Problem details ->
Type the entries out once more. Match them exactly.

Information supplied ->

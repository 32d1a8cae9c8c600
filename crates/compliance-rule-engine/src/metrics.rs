//! 评估指标
//!
//! 通过 MetricsSink 接口与指标后端解耦。默认实现基于 metrics crate 门面，
//! 宿主未安装 recorder 时记录自动退化为空操作，引擎功能不受影响；
//! 未配置接收器的评估服务同样正常工作。

/// 评估耗时直方图名称（毫秒）
pub const RULE_EVALUATION_DURATION_MS: &str = "rule_evaluation_duration_ms";

/// 指标接收器接口
///
/// 每次规则评估调用一次 record_histogram，标签携带规则 ID 与评估结局
/// （passed / failed / error）。
pub trait MetricsSink: Send + Sync {
    /// 记录一次耗时采样（毫秒）
    fn record_histogram(&self, name: &str, value_ms: f64, tags: &[(String, String)]);
}

/// 基于 metrics 门面的默认接收器
#[derive(Debug, Clone, Copy, Default)]
pub struct MetricsRecorder;

impl MetricsSink for MetricsRecorder {
    fn record_histogram(&self, name: &str, value_ms: f64, tags: &[(String, String)]) {
        let labels: Vec<metrics::Label> = tags
            .iter()
            .map(|(k, v)| metrics::Label::new(k.clone(), v.clone()))
            .collect();

        metrics::histogram!(name.to_string(), labels.clone()).record(value_ms);
        metrics::counter!("rule_evaluations_total", labels).increment(1);
    }
}

/// 注册指标描述（出现在导出端点的 HELP 注释中）
pub fn describe_metrics() {
    metrics::describe_histogram!(
        RULE_EVALUATION_DURATION_MS,
        "Rule evaluation duration in milliseconds"
    );
    metrics::describe_counter!(
        "rule_evaluations_total",
        "Total number of rule evaluations"
    );
}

Solution for this exercise ->
repository 32d1a8cae9c8c600
filename crates/compliance-rule-engine/src/metrics.rs
//! 评估指标
//!
//! 通过 MetricsSink 接口与指标后端解耦。默认实现基于 metrics crate 门面，
//! 宿主未安装 recorder 时记录自动退化为空操作，引擎功能不受影响；
//! 未配置接收器的评估服务同样正常工作。

/// 评估耗时直方图名称（毫秒）
pub const RULE_EVALUATION_DURATION_MS: &str = "rule_evaluation_duration_ms";

/// 指标接收器接口
///
/// 每次规则评估调用一次 record_histogram，标签携带规则 ID 与评估结局
/// （passed / failed / error）。
pub trait MetricsSink: Send + Sync {
    /// 记录一次耗时采样（毫秒）
    fn record_histogram(&self, name: &str, value_ms: f64, tags: &[(String, String)]);
}

/// 基于 metrics 门面的默认接收器
#[derive(Debug, Clone, Copy, Default)]
pub struct MetricsRecorder;

impl MetricsSink for MetricsRecorder {
    fn record_histogram(&self, name: &str, value_ms: f64, tags: &[(String, String)]) {
        let labels: Vec<metrics::Label> = tags
            .iter()
            .map(|(k, v)| metrics::Label::new(k.clone(), v.clone()))
            .collect();

        metrics::histogram!(name.to_string(), labels.clone()).record(value_ms);
        metrics::counter!("rule_evaluations_total", labels).increment(1);
    }
}

/// 注册指标描述（出现在导出端点的 HELP 注释中）
pub fn describe_metrics() {
    metrics::describe_histogram!(
        RULE_EVALUATION_DURATION_MS,
        "Rule evaluation duration in milliseconds"
    );
    metrics::describe_counter!(
        "rule_evaluations_total",
        "Total number of rule evaluations"
    );
}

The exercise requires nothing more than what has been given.